Der Festakt in der Gartenarena war eine Zeitreise – eine Reise nämlich durch die 35-jährige Geschichte des Unternehmens Kittenberger – von den ganz, ganz frühen Anfängen, als der 10-jährige Reinhard den Ohrwaschlkaktus der Familie vermehrt hat, über Gärtnerausbildung und Gärtnereibetrieb bis hin zu den Kittenberger Erlebnisgärten heutiger Ausprägung. Moderiert von Paul Sieberer standen in den Gesprächen auf der Bühne aber nicht nur die Erfolge im Mittelpunkt, sondern auch Rückschläge und Schwierigkeiten, die im Laufe der 35 Jahre überwunden werden mussten.

Persönliche Erinnerungen

Einige Gäste berichteten von ihren persönlichen Erfahrungen mit Reinhard KittenbergerDr. Georg Steinböck etwa, sein erster Lehrer an der Gartenbauschule; sein Freund und musikalischer Begleiter Rudi Murth; der Touristiker Arnold Oberacher; Innenminister Wolfgang Sobotka, der etwa die Bedeutung des „Pioniers“ Kittenberger für die Aktion „Natur im Garten“ hervorhob, und Karl Wilfing, der Kittenbergers Unternehmen mit dem Leittrieb eines Baumes verglich und als Leitbetrieb bezeichnete. Wilfing überreichte Kittenberger ein neues „Natur-im-Garten"-Schild, Sobotka übergab eine Urkunde für die Ehrenmitgliedschaft bei den „Freunden von Natur im Garten“.

Großer Dank an das Team

Ein ganz wichtiger Programmpunkt des Festaktes in der Gartenarena: Kittenbergers Dank an seine Mitarbeiterinnen und Mitarbeiter für ihr Engagement. Er betonte: Jede und jeder arbeite so, „als ob es der eigene Betrieb ist“. Um die Bedeutung der Mitarbeiter zu unterstreichen, war das Team nicht im Zuschauerrund verteilt, sondern saß gemeinsam ganz zentral auf der Festaktbühne und so mit im Mittelpunkt des Geschehens.

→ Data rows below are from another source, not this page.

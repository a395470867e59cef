use std::io::Read;
use std::sync::Arc;

use anyhow::Context;
use bytes::Bytes;
use chrono::{SecondsFormat, Utc};
use colored::Colorize;
use putdel_core::config::TABLE_NAME_VAR;
use putdel_core::{
    IngestSummary, Pipeline, PipelineConfig, ReclaimSummary, Reconciler, SweepReport,
};
use putdel_store::{BlobStore, InMemoryBlobStore, InMemoryIndexStore};
use putdel_types::{IndexKey, ObjectCreatedEvent, ObjectReference};
use serde_json::json;

use crate::cli::*;

const DEMO_TABLE: &str = "files";

pub async fn run_command(cli: Cli) -> anyhow::Result<()> {
    match cli.command {
        Command::Flow(args) => cmd_flow(args, cli.table, cli.format).await,
        Command::DeriveKey(args) => cmd_derive_key(args, cli.format),
        Command::Ingest(args) => cmd_ingest(args, cli.table, cli.format).await,
    }
}

/// Environment configuration with `--table` taking precedence.
fn load_config(table: Option<String>, fallback: Option<&str>) -> anyhow::Result<PipelineConfig> {
    let config = PipelineConfig::from_lookup(|name| {
        let from_env = std::env::var(name).ok();
        if name == TABLE_NAME_VAR {
            table
                .clone()
                .or(from_env)
                .or_else(|| fallback.map(str::to_string))
        } else {
            from_env
        }
    })?;
    Ok(config)
}

fn in_memory(config: &PipelineConfig) -> (Arc<InMemoryBlobStore>, Arc<InMemoryIndexStore>) {
    (
        Arc::new(InMemoryBlobStore::new()),
        Arc::new(InMemoryIndexStore::new(config.table_name.clone())),
    )
}

async fn cmd_flow(args: FlowArgs, table: Option<String>, format: OutputFormat) -> anyhow::Result<()> {
    let mut config = load_config(table, Some(DEMO_TABLE))?;
    config.bucket = Some(args.bucket.clone());
    let (blobs, index) = in_memory(&config);
    let mut pipeline = Pipeline::new(blobs.clone(), index.clone(), &config);

    let key = args.key.unwrap_or_else(|| {
        format!("{}.txt", Utc::now().to_rfc3339_opts(SecondsFormat::Secs, true))
    });
    let body = Bytes::from(args.body.into_bytes());
    let size = body.len() as u64;
    let reference = blobs
        .put_object(&args.bucket, &key, body)
        .await
        .context("upload failed")?;

    let event = ObjectCreatedEvent::synthetic(&reference, size);
    let payload = Bytes::from(serde_json::to_vec(&event)?);
    let deliveries = vec![payload; usize::from(args.deliveries)];
    let results = pipeline.ingest(deliveries).await;
    let ingest = IngestSummary::from_results(&results);
    let reclaim = pipeline.reclaim().await?;

    let reconciler = Reconciler::new(blobs.clone(), index.clone(), &config);
    let sweep = reconciler.sweep(&args.bucket).await?;
    let state = pipeline.journal().state(&reference);

    match format {
        OutputFormat::Json => {
            let out = json!({
                "reference": reference,
                "ingest": ingest,
                "reclaim": reclaim,
                "sweep": sweep,
                "state": state,
                "rows": index.len(),
            });
            println!("{}", serde_json::to_string_pretty(&out)?);
        }
        OutputFormat::Text => {
            println!("Uploaded {} ({} bytes)", reference.to_string().bold(), size);
            print_ingest(&ingest);
            print_reclaim(&reclaim);
            print_sweep(&sweep);
            println!("Index rows: {}", index.len());
            println!("Final state: {}", state.to_string().cyan());
        }
    }
    Ok(())
}

fn cmd_derive_key(args: DeriveKeyArgs, format: OutputFormat) -> anyhow::Result<()> {
    let reference = ObjectReference::new(args.bucket, args.key, args.version);
    reference.validate()?;
    let object = IndexKey::for_object(&reference);
    let tombstone = IndexKey::for_tombstone(&reference);
    match format {
        OutputFormat::Json => {
            let out = json!({ "object": object, "tombstone": tombstone });
            println!("{}", serde_json::to_string_pretty(&out)?);
        }
        OutputFormat::Text => {
            println!("PK             {}", object.pk.yellow());
            println!("SK (object)    {}", object.sk.yellow());
            println!("SK (tombstone) {}", tombstone.sk.yellow());
        }
    }
    Ok(())
}

async fn cmd_ingest(args: IngestArgs, table: Option<String>, format: OutputFormat) -> anyhow::Result<()> {
    let config = load_config(table, None)?;
    let text = read_input(&args)?;
    let lines: Vec<(usize, Bytes)> = text
        .lines()
        .enumerate()
        .filter(|(_, line)| !line.trim().is_empty())
        .map(|(n, line)| (n + 1, Bytes::copy_from_slice(line.as_bytes())))
        .collect();

    let (blobs, index) = in_memory(&config);
    let mut pipeline = Pipeline::new(blobs, index, &config);
    let payloads = lines.iter().map(|(_, payload)| payload.clone()).collect();
    let results = pipeline.ingest(payloads).await;
    let ingest = IngestSummary::from_results(&results);
    let reclaim = if args.reclaim {
        Some(pipeline.reclaim().await?)
    } else {
        None
    };

    let failed: Vec<(usize, String)> = lines
        .iter()
        .zip(&results)
        .filter_map(|((line, _), result)| result.as_ref().err().map(|e| (*line, e.to_string())))
        .collect();

    match format {
        OutputFormat::Json => {
            let errors: Vec<_> = failed
                .iter()
                .map(|(line, error)| json!({ "line": line, "error": error }))
                .collect();
            let out = json!({ "ingest": ingest, "reclaim": reclaim, "errors": errors });
            println!("{}", serde_json::to_string_pretty(&out)?);
        }
        OutputFormat::Text => {
            for (line, error) in &failed {
                println!("  {} line {}: {}", "✗".red(), line, error);
            }
            print_ingest(&ingest);
            if let Some(reclaim) = &reclaim {
                println!("{}", "Reclaim ran against an empty in-memory blob store".dimmed());
                print_reclaim(reclaim);
            }
        }
    }

    if !failed.is_empty() {
        anyhow::bail!("{} of {} notifications failed", failed.len(), lines.len());
    }
    Ok(())
}

fn read_input(args: &IngestArgs) -> anyhow::Result<String> {
    if args.file.as_os_str() == "-" {
        let mut text = String::new();
        std::io::stdin()
            .read_to_string(&mut text)
            .context("reading stdin")?;
        Ok(text)
    } else {
        std::fs::read_to_string(&args.file)
            .with_context(|| format!("reading {}", args.file.display()))
    }
}

fn print_ingest(summary: &IngestSummary) {
    println!(
        "{} Indexed {}, already indexed {}, already reclaimed {}, ignored {}",
        "✓".green().bold(),
        summary.indexed.to_string().bold(),
        summary.already_indexed,
        summary.already_reclaimed,
        summary.ignored
    );
    if summary.failures() > 0 {
        println!(
            "  {} {} transient, {} permanent failures",
            "!".yellow().bold(),
            summary.transient_failures,
            summary.permanent_failures
        );
    }
}

fn print_reclaim(summary: &ReclaimSummary) {
    println!(
        "{} Reclaimed {} of {} signals (already gone {}, superseded {}) at checkpoint {}",
        "✓".green().bold(),
        summary.deleted.to_string().bold(),
        summary.signals,
        summary.already_gone,
        summary.superseded,
        summary.checkpoint
    );
    if summary.failures > 0 {
        println!("  {} {} deletions failed", "!".yellow().bold(), summary.failures);
    }
}

fn print_sweep(report: &SweepReport) {
    if report.is_consistent() {
        println!("{} Sweep of {}: consistent", "✓".green().bold(), report.bucket.bold());
        return;
    }
    println!("{} Sweep of {}:", "!".yellow().bold(), report.bucket.bold());
    for finding in report.pending() {
        println!("  {finding}");
    }
}

#[cfg(test)]
mod tests {
    use super::*;

    #[test]
    fn table_flag_wins() {
        let config = load_config(Some("override".into()), Some(DEMO_TABLE)).unwrap();
        assert_eq!(config.table_name, "override");
    }

    #[tokio::test]
    async fn flow_reclaims_uploaded_object() {
        let args = FlowArgs {
            bucket: "landing".into(),
            key: Some("f1".into()),
            body: "hello world".into(),
            deliveries: 3,
        };
        cmd_flow(args, Some(DEMO_TABLE.into()), OutputFormat::Json)
            .await
            .unwrap();
    }

    #[tokio::test]
    async fn ingest_skips_reclaim_by_default() {
        let path = std::env::temp_dir().join(format!("putdel-ingest-{}.jsonl", std::process::id()));
        let event = ObjectCreatedEvent::synthetic(&ObjectReference::new("b", "f1", "e1"), 1);
        std::fs::write(&path, serde_json::to_string(&event).unwrap()).unwrap();

        let args = IngestArgs {
            file: path.clone(),
            reclaim: false,
        };
        let result = cmd_ingest(args, Some(DEMO_TABLE.into()), OutputFormat::Json).await;
        std::fs::remove_file(&path).unwrap();
        result.unwrap();
    }

    #[test]
    fn derive_key_rejects_empty_key() {
        let args = DeriveKeyArgs {
            bucket: "b".into(),
            key: String::new(),
            version: String::new(),
        };
        assert!(cmd_derive_key(args, OutputFormat::Text).is_err());
    }
}
//! Isolated fan-out of independent invocations.
//!
//! Each item runs in its own task. A failure or panic in one is confined to
//! that item's result slot; the rest proceed.

use std::future::Future;

use tokio::task::JoinSet;

use crate::error::{PipelineError, PipelineResult};

/// Run `handler` once per item concurrently and return results in input order.
pub async fn run_isolated<I, T, F, Fut>(items: Vec<I>, handler: F) -> Vec<PipelineResult<T>>
where
    I: Send + 'static,
    T: Send + 'static,
    F: Fn(I) -> Fut,
    Fut: Future<Output = PipelineResult<T>> + Send + 'static,
{
    let mut set = JoinSet::new();
    let mut slots: Vec<Option<PipelineResult<T>>> = Vec::with_capacity(items.len());

    for (slot, item) in items.into_iter().enumerate() {
        slots.push(None);
        let invocation = handler(item);
        set.spawn(async move { (slot, invocation.await) });
    }

    // A panicked task cannot report its slot; its error fills the first gap.
    let mut lost = Vec::new();
    while let Some(joined) = set.join_next().await {
        match joined {
            Ok((slot, result)) => slots[slot] = Some(result),
            Err(err) => lost.push(PipelineError::Task(err.to_string())),
        }
    }

    let mut lost = lost.into_iter();
    slots
        .into_iter()
        .map(|slot| {
            slot.unwrap_or_else(|| {
                Err(lost
                    .next()
                    .unwrap_or_else(|| PipelineError::Task("task vanished".into())))
            })
        })
        .collect()
}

Das Team überreichte dem Chef zum Jahrestag eine Magnolie – als Erinnerung daran, dass eine Magnolie auch der erste Baum war, den Kittenberger gepflanzt hat.

Erfolgszahl: eine Million

Gegen Endes des Festaktes stand dann eine Zahl, die wie kaum eine andere für den Erfolg von Reinhard Kittenberger und seiner Erlebnisgärten steht: Der millionste Besucher der Kittenberger Erlebnisgärten konnte geehrt werden – im Beisein des Gartenmaskottchens „Kittibär“, das natürlich auch nicht fehlen durfte.